I drank a large cup of coffee without anything to eat. My cleaner arrived midmorning. She has been coming here for three years, yet I cannot say I know much about her. She looks older than me but is probably younger. Formidable, sharp and taciturn, she works with the efficiency of a machine. She washed up the dishes, changed the sheets (she must find it painful if it reminds her of the moments of pleasure she experienced before being widowed), she cleaned the rest of the flat without touching the studio and departed. She asked no questions, knows that I always lunch out and that she is paid weekly. But what does my cleaner Adelaide really think of me? What first and second portrait would she paint of me if she were a (bad) painter like me? I can hear the shuffling of her slippers as she descends the stairs and discover (to be frank, rediscover) that I am interested in the noise people make when they descend the stairs; I store them in a useless but seemingly indispensable archive, like some harmless yet obsessive foible. Once more I find myself alone in the silence of my studio, the forgotten street beneath my windows and the other rooms recovering their interrupted solitude while objects which have been moved, suddenly transferred or ever so slightly adjusted either become accustomed to their new position by spreading out with sheer relief, like fresh bed linen, or trying to come to terms with the outrage, just like those soiled sheets rolled up in the laundry bag and smelling of cold sweat.

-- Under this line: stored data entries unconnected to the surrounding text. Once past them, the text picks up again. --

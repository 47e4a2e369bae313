use super::*;

/// Based on this test from the standard library's `linked_list::Cursor`
/// interface:
/// https://github.com/rust-lang/rust/blob/ec21d7ea3ca8e96863f175fbd4a6bfee79529d6c/library/alloc/src/collections/linked_list/tests.rs#L564-L655
#[test]
fn move_peek() {
    let _trace = super::trace_init();

    let pool = Pool::with_capacity(6);
    let mut list = list_from_iter(&pool, [1, 2, 3, 4, 5, 6]);

    let mut cursor = list.cursor_front();
    assert_eq!(cursor.current(), Some(&1));
    assert_eq!(cursor.peek_next(), Some(&2));
    assert_eq!(cursor.peek_prev(), None);
    assert!(!cursor.is_end());
    cursor.move_prev();
    assert_eq!(cursor.current(), None);
    assert_eq!(cursor.peek_next(), Some(&1));
    assert_eq!(cursor.peek_prev(), Some(&6));
    assert!(cursor.is_end());
    cursor.move_next();
    cursor.move_next();
    assert_eq!(cursor.current(), Some(&2));
    assert_eq!(cursor.peek_next(), Some(&3));
    assert_eq!(cursor.peek_prev(), Some(&1));

    let mut cursor = list.cursor_back();
    assert_eq!(cursor.current(), Some(&6));
    assert_eq!(cursor.peek_next(), None);
    assert_eq!(cursor.peek_prev(), Some(&5));
    cursor.move_next();
    assert_eq!(cursor.current(), None);
    assert_eq!(cursor.peek_next(), Some(&1));
    assert_eq!(cursor.peek_prev(), Some(&6));
    cursor.move_prev();
    cursor.move_prev();
    assert_eq!(cursor.current(), Some(&5));
    assert_eq!(cursor.peek_next(), Some(&6));
    assert_eq!(cursor.peek_prev(), Some(&4));

    let mut cursor = list.cursor_front_mut();
    assert_eq!(cursor.current_mut(), Some(&mut 1));
    cursor.move_next();
    *cursor.current_mut().unwrap() = 20;
    assert_eq!(cursor.peek_prev(), Some(&1));
    assert_eq!(cursor.peek_next(), Some(&3));
    cursor.move_prev();
    cursor.move_prev();
    assert!(cursor.is_end());
    assert_eq!(cursor.current_mut(), None);
    assert_eq!(cursor.peek_prev(), Some(&6));

    assert_eq!(collect_vals(&list), vec![1, 20, 3, 4, 5, 6]);
}

#[test]
fn cursors_on_empty_list() {
    let pool = Pool::<i32>::with_capacity(0);
    let mut list = List::new(&pool);

    let mut cursor = list.cursor_front();
    assert!(cursor.is_end());
    assert_eq!(cursor.current(), None);
    assert_eq!(cursor.peek_next(), None);
    assert_eq!(cursor.peek_prev(), None);
    cursor.move_next();
    assert!(cursor.is_end());
    assert_eq!(cursor, list.cursor_back());
    assert_eq!(cursor.position(), list.end());

    let mut cursor = list.cursor_back_mut();
    assert!(cursor.is_end());
    assert_eq!(cursor.remove_current(), None);
    cursor.move_prev();
    assert!(cursor.is_end());
}

#[test]
fn cursor_positions_match_list_positions() {
    let pool = Pool::with_capacity(3);
    let list = list_from_iter(&pool, [1, 2, 3]);

    let front = list.cursor_front();
    assert_eq!(front.position(), list.begin());

    let mut back = list.cursor_back();
    assert_ne!(front, back);
    back.move_prev();
    back.move_prev();
    assert_eq!(front, back);

    let mut cloned = back.clone();
    cloned.move_next();
    assert_ne!(cloned, back);
    assert_eq!(cloned.current(), Some(&2));
}

#[test]
fn current_outlives_cursor_moves() {
    let pool = Pool::with_capacity(3);
    let list = list_from_iter(&pool, [1, 2, 3]);

    let mut cursor = list.cursor_front();
    let first = cursor.current();
    cursor.move_next();
    let second = cursor.current();
    drop(cursor);
    assert_eq!((first, second), (Some(&1), Some(&2)));
}

#[test]
fn insert_around_cursor() {
    let _trace = super::trace_init();

    let pool = Pool::with_capacity(8);
    let mut list = list_from_iter(&pool, [2, 4]);

    let mut cursor = list.cursor_front_mut();
    cursor.insert_before(1);
    cursor.insert_after(3);
    assert_eq!(cursor.current(), Some(&2));
    assert_eq!(cursor.peek_prev(), Some(&1));
    assert_eq!(cursor.peek_next(), Some(&3));

    // At the end position, inserting before pushes to the back, and inserting
    // after pushes to the front.
    cursor.move_prev();
    cursor.move_prev();
    assert!(cursor.is_end());
    cursor.insert_before(5);
    cursor.insert_after(0);
    assert!(cursor.is_end());

    list.assert_valid();
    assert_eq!(collect_vals(&list), vec![0, 1, 2, 3, 4, 5]);
    assert_nodes_partitioned(&pool, &[&list]);
}

#[test]
fn remove_current() {
    let _trace = super::trace_init();

    let pool = Pool::with_capacity(4);
    let mut list = list_from_iter(&pool, [1, 2, 3, 4]);

    let mut cursor = list.cursor_front_mut();
    cursor.move_next();
    assert_eq!(cursor.remove_current(), Some(2));
    assert_eq!(cursor.current(), Some(&3));
    assert_eq!(cursor.peek_prev(), Some(&1));

    cursor.move_next();
    assert_eq!(cursor.remove_current(), Some(4));
    // Removing the last value leaves the cursor at the end position.
    assert!(cursor.is_end());
    assert_eq!(cursor.remove_current(), None);

    cursor.move_next();
    assert_eq!(cursor.remove_current(), Some(1));
    assert_eq!(cursor.remove_current(), Some(3));
    assert!(cursor.is_end());

    list.assert_valid();
    assert!(list.is_empty());
    assert_eq!(pool.free_len(), 4);
}

#[test]
fn splice_around_cursor() {
    let _trace = super::trace_init();

    let pool = Pool::with_capacity(8);
    let mut list = list_from_iter(&pool, [1, 5]);
    let mut before = list_from_iter(&pool, [2, 3]);
    let mut after = list_from_iter(&pool, [6, 7]);
    let mut empty = List::new(&pool);

    let mut cursor = list.cursor_back_mut();
    cursor.splice_before(&mut before);
    cursor.splice_after(&mut after);
    cursor.splice_after(&mut empty);
    assert_eq!(cursor.current(), Some(&5));
    cursor.move_prev();
    cursor.insert_after(4);
    assert_eq!(cursor.current(), Some(&3));

    assert!(before.is_empty());
    assert!(after.is_empty());
    assert_eq!(collect_vals(&list), vec![1, 2, 3, 4, 5, 6, 7]);
    assert_nodes_partitioned(&pool, &[&list, &before, &after, &empty]);
}

#[test]
#[should_panic(expected = "lists must share a pool")]
fn splice_from_another_pool() {
    let pool_a = Pool::with_capacity(1);
    let pool_b = Pool::with_capacity(1);
    let mut a = list_from_iter(&pool_a, [1]);
    let mut b = list_from_iter(&pool_b, [2]);

    a.cursor_front_mut().splice_before(&mut b);
}

#[test]
fn as_cursor() {
    let pool = Pool::with_capacity(3);
    let mut list = list_from_iter(&pool, [1, 2, 3]);

    let mut cursor = list.cursor_front_mut();
    cursor.move_next();
    let mut read_only = cursor.as_cursor();
    assert_eq!(read_only.current(), Some(&2));
    read_only.move_next();
    assert_eq!(read_only.current(), Some(&3));

    // Moving the read-only cursor doesn't move the original.
    assert_eq!(cursor.current(), Some(&2));
}

#[test]
fn debug_fmt() {
    let pool = Pool::with_capacity(1);
    let mut list = list_from_iter(&pool, [1]);
    let cursor = list.cursor_front();
    let fmt = format!("{cursor:?}");
    assert!(fmt.starts_with("Cursor { curr: #0, pool: "), "{fmt}");

    let cursor = list.cursor_back_mut();
    let fmt = format!("{cursor:?}");
    assert!(fmt.starts_with("CursorMut { curr: #0, pool: "), "{fmt}");
}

Seen from a distance, I have the gestures of Rembrandt. Like him, I mix the colors on my palette, like him I extend a steady arm and apply firm brushstrokes. But the paint does not settle in the same way, there is a slight turning of the wrist, a greater or lesser pressure exerted by the bristles of my brush, unless Rembrandt used some other kind of brush, which might explain the difference? If I were to take a microscopic photograph of a tiny section from one of Rembrandt’s pictures, surely this would confirm the difference? And would that difference not be precisely what separates genius (Rembrandt) from mediocrity (me)? (Between parentheses: I put Rembrandt and me between parentheses to avoid writing “genius from mediocrity,” an absurdity which not even a writer as inexperienced as myself would let slip.) But since all the painters of my generation use brushes similar to mine, there must be other differences to make critics praise them and not me, so that although they are different among themselves, they are all considered to be better than me and I am judged as being worst of all. A question of how one holds the brush? A question of what then? I can remember words by Klee: “A naked man should be painted in such a way that the viewer admires the anatomy of the picture rather than that of the man.” If this is the case, what is wrong with the anatomy of these faces I am painting, if they fail to arouse any admiration for the anatomy of the pictures themselves? Even though I know perfectly well that a microscopic photograph of a painting by Rembrandt would look nothing like a similar photograph taken of a painting by Klee.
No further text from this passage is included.